The Minnesota Vikings have lost receiver Jake Reed for at least a month and possibly the season after back surgery Tuesday to repair a herniated disk.
Dr. Gaylan Rockswold removed several disk fragments that collectively measured about the size of a pinky and had been putting pressure on a disk in Reed's lower back.
The condition caused sudden and significant weakness in Reed's left calf during Sunday's victory over Green Bay. It was evident in the slip that led to a third-quarter Packers interception, and Reed sat out the entire fourth quarter.
The soonest Reed is likely to return is the first playoff game, which probably will be the second weekend in January for the Vikings (10-1), who have the NFC's best record.
Rockswold and team physician David Fischer said they were "cautiously optimistic" Reed might return at some point, but they also cautioned he might not play again until next season.
"The (calf) weakness has to come back," Fischer said. "If it comes back quickly, he'll be ready. If it doesn't, he won't be."

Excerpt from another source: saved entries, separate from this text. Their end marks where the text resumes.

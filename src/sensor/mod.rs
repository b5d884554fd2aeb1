//! Ambient temperature sensor session.
//!
//! This module holds the subscription lifecycle state machine together with
//! the platform contracts it consumes: the sensor registry, the listener
//! callbacks, a one-shot timer and a wall clock.

mod accuracy;
mod clock;
mod service;
mod session;
mod status;
mod timer;

pub use accuracy::Accuracy;
pub use clock::{Clock, SystemClock};
pub use service::{SamplingRate, SensorInfo, SensorKind, SensorListener, SensorService};
pub use session::{
    Reading, SensorSession, SessionOptions, SupersedePolicy, DEFAULT_START_TIMEOUT,
};
pub use status::SensorStatus;
pub use timer::{SessionEpoch, TimerHandle, TimerService};
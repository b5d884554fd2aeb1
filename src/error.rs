//! Error types for thermometer-bridge.

use thiserror::Error;

/// Main error type for bridge operations.
#[derive(Error, Debug)]
pub enum BridgeError {
    /// The host asked the plugin to run an action it does not know.
    #[error("unsupported action: {0}")]
    UnsupportedAction(String),

    /// No sensor of the requested kind is present on the device.
    #[error("sensor unavailable: {0}")]
    SensorUnavailable(String),

    /// The platform rejected the sensor subscription.
    #[error("sensor subscription failed: {0}")]
    SubscribeFailed(String),

    /// I/O error.
    #[error("I/O error: {0}")]
    Io(#[from] std::io::Error),

    /// JSON encoding or decoding error.
    #[error("JSON error: {0}")]
    Json(#[from] serde_json::Error),

    /// The plugin loop or listener hub is gone.
    #[error("channel closed")]
    ChannelClosed,
}

/// Convenience Result type for bridge operations.
pub type Result<T> = std::result::Result<T, BridgeError>;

The injury breaks up one of the NFL's most feared receiving units. Reed and Cris Carter entered this season as the only tandem in league history to go over 1,000 yards in four straight seasons, and the addition of dynamic rookie Randy Moss gave Minnesota a passing game that has been virtually unstoppable.
| The Vikings will have to get by without Jake Reed for a while. (AP) |
"That's one weapon that we won't be able to use," said running back Leroy Hoard. "They talk about Randy and Cris, but Jake makes as many big catches."
Moss will move from his role as the third receiver into a starting spot with Carter in Minnesota's base offense. Special teams star Chris Walsh and promising second-year receiver Matthew Hatchette, who has been inactive all season because of the Vikings' depth at the position, will share most of the work in three-receiver sets.
Coach Dennis Green sounded optimistic Reed would be back this season. Reed originally wanted to avoid surgery, but Rockswold said that could have led to further deterioration and possibly permanent damage.
"I think that's one of the reasons why they feel they had to do it now," Green said. "He was continuing to lose strength in it, so it was something that had to take place."
The injury is eerily familiar for the Vikings, both in its timing and its nature.
Quarterback Brad Johnson was lost for the season in early December last year when a herniated disk in his neck surfaced during the home game against Green Bay. Rockswold, who also did Johnson's surgery, said the injuries were similar.
Johnson's injury caused a major loss of strength in his throwing hand. He didn't recover enough to adequately direct Minnesota's offense until the middle of the preseason, a rehabilitation period of about eight months.
Reed's recovery should be much quicker because the effected muscles are larger and should heal more easily, the doctors said. Reed should be ready to began rehab next week.
"The nerve root should recover and we'd be very hopeful that the strength in his foot should come back," Rockswold said. "It's difficult to put a timetable (on Reed's recovery). We'll know better in a couple weeks, seeing how he responds to the surgery and how his strength comes along."